## [Work to complete]
The required output is the exact run of lines below that opens at the line with "use tracing::info;" and closes at the line with "filename dine-core/src/ids.rs".
** Extracted entries follows **
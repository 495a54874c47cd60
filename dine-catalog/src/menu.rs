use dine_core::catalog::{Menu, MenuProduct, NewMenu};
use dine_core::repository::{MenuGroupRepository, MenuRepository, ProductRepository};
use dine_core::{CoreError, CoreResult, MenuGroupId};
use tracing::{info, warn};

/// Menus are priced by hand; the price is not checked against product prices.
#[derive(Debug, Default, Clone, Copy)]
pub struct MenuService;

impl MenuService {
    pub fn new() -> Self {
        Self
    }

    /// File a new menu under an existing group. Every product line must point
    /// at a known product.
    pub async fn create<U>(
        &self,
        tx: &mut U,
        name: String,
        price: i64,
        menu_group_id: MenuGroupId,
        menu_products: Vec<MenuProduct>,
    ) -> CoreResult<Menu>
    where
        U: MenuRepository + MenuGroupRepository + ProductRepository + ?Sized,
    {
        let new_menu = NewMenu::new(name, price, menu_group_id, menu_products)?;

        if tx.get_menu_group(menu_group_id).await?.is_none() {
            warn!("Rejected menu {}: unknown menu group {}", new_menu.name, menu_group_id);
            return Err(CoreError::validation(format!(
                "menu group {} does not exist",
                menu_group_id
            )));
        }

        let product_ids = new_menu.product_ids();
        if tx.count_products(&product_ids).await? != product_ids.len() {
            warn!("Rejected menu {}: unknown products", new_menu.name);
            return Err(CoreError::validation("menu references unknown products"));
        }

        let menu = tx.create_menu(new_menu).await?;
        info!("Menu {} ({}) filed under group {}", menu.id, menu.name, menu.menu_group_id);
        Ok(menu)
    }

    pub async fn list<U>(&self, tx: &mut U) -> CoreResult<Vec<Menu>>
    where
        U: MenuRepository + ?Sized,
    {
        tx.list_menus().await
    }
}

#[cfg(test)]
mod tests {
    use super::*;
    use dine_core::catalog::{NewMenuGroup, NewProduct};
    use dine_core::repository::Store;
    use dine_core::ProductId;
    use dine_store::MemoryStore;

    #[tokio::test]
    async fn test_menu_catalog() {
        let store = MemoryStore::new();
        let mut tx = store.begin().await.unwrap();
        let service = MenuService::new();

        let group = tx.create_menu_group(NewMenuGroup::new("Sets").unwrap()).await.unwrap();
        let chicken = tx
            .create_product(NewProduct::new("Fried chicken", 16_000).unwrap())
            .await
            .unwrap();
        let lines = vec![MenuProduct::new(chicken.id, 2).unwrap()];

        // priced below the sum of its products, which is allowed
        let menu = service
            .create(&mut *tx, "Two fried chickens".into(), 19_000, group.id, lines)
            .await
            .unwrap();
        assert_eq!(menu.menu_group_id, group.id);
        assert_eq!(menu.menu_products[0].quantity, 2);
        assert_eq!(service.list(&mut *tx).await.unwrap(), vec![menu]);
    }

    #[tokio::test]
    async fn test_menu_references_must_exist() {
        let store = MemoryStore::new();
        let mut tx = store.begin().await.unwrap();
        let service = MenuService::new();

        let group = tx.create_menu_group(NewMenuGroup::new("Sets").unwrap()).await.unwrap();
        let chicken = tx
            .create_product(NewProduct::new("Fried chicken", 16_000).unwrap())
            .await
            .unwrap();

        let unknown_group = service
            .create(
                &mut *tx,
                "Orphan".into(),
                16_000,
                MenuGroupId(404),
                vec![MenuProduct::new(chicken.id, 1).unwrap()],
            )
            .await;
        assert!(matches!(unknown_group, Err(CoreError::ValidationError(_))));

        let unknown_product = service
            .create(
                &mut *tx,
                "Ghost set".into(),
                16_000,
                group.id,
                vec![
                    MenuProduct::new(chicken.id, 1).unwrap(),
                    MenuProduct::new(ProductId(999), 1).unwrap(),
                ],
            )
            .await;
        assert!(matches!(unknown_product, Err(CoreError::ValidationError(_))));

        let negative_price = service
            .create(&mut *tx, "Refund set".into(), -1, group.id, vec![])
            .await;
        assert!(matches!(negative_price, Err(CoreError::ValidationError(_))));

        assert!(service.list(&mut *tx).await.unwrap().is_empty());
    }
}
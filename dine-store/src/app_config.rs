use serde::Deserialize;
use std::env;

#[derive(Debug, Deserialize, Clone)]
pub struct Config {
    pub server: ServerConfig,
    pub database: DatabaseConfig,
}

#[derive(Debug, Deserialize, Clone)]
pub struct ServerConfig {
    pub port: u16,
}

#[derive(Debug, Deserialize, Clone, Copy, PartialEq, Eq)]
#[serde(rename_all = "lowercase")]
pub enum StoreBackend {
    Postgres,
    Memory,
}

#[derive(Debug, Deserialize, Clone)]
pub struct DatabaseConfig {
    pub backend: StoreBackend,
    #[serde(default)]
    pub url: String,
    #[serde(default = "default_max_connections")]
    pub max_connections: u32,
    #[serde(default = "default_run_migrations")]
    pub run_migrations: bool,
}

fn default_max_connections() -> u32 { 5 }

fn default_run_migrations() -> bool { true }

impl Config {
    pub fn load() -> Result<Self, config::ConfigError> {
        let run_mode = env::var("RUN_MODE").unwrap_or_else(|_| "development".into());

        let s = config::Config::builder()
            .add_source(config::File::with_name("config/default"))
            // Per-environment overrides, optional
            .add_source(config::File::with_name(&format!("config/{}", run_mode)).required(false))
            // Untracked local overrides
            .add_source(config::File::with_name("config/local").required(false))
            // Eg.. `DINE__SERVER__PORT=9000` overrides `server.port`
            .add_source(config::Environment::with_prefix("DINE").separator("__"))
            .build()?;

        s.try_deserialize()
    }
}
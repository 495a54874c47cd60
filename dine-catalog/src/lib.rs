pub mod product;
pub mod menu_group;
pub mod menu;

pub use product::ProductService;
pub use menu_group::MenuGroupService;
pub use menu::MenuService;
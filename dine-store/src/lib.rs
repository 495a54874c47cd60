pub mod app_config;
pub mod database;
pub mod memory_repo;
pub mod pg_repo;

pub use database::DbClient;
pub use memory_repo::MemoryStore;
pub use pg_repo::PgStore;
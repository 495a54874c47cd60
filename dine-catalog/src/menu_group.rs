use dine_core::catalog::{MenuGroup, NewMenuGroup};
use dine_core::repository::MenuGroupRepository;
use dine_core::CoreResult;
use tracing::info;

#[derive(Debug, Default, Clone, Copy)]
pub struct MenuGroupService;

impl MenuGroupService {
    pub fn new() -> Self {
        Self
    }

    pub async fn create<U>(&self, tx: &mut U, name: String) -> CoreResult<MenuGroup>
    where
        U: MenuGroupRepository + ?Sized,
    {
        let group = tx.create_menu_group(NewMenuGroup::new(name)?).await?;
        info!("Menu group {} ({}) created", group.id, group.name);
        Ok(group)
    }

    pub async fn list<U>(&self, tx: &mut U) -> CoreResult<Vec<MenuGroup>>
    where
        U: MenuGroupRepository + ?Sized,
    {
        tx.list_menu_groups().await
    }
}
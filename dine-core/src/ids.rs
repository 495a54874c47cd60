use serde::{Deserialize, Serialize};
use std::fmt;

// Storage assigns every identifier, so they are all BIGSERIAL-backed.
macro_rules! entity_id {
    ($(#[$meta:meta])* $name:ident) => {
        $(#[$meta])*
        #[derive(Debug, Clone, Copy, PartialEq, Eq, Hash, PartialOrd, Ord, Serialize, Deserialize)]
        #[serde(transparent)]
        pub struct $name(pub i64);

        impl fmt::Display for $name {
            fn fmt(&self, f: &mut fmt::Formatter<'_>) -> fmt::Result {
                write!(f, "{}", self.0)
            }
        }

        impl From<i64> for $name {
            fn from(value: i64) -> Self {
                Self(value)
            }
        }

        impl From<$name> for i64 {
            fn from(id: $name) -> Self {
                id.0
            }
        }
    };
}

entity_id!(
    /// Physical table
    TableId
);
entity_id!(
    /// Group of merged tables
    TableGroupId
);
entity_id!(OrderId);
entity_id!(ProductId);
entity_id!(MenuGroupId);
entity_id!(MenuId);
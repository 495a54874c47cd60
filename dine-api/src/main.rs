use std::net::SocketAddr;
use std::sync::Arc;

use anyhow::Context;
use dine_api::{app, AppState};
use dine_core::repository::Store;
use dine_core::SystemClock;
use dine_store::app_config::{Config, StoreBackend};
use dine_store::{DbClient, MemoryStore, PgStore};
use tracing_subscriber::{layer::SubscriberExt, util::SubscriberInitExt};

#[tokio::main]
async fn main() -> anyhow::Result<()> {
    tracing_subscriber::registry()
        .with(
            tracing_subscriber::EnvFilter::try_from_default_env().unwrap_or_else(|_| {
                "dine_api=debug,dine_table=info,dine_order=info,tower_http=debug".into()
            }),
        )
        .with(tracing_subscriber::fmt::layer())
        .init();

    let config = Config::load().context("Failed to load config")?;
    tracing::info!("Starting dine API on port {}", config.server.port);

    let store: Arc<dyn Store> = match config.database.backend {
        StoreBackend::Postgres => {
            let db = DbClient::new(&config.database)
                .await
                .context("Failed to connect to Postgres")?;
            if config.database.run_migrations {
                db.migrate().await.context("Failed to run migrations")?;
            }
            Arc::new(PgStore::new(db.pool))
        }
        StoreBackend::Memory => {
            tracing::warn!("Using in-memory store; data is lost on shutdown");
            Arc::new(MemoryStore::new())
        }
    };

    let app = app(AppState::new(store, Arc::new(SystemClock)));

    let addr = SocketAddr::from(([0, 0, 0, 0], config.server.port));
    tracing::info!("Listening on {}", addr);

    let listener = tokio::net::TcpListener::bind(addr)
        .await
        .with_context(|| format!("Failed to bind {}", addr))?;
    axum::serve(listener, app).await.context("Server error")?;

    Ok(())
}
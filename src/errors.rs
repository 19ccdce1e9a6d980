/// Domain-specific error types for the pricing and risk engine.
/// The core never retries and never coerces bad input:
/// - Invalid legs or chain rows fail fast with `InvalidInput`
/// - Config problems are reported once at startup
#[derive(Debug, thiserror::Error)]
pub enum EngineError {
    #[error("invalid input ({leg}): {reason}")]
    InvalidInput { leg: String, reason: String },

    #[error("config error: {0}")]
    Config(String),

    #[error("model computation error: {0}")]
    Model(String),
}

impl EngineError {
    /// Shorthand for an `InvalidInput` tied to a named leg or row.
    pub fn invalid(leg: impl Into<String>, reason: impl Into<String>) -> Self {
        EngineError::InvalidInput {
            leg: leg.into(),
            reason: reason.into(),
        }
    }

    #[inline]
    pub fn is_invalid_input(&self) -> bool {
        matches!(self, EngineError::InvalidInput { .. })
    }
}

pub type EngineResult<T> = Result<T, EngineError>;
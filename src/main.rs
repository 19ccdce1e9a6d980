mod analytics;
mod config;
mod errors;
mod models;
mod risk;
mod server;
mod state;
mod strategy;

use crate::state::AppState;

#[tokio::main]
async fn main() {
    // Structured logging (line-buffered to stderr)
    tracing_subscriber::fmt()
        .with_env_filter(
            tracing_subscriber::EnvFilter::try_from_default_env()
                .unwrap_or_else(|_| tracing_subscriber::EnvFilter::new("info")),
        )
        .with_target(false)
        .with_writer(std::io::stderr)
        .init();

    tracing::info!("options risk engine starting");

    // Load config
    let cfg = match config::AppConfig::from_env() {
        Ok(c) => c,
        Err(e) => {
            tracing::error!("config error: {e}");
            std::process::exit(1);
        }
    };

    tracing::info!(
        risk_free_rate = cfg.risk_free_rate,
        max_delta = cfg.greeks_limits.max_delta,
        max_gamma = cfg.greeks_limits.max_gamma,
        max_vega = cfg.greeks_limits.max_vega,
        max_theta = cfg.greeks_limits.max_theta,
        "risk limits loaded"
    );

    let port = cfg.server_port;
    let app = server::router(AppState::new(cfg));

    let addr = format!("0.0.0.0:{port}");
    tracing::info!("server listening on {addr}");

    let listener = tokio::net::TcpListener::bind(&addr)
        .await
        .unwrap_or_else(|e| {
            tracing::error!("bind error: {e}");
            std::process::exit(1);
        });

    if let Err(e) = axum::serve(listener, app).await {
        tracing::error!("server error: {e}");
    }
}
** End of Extracted entries **
## [Your solution]
use tracing::info;

#[derive(Debug, Default, Clone, Copy)]
pub struct MenuGroupService;

impl MenuGroupService {
    pub fn new() -> Self {
        Self
    }

    pub async fn create<U>(&self, tx: &mut U, name: String) -> CoreResult<MenuGroup>
    where
        U: MenuGroupRepository + ?Sized,
    {
        let group = tx.create_menu_group(NewMenuGroup::new(name)?).await?;
        info!("Menu group {} ({}) created", group.id, group.name);
        Ok(group)
    }

    pub async fn list<U>(&self, tx: &mut U) -> CoreResult<Vec<MenuGroup>>
    where
        U: MenuGroupRepository + ?Sized,
    {
        tx.list_menu_groups().await
    }
}
filename dine-core/src/ids.rs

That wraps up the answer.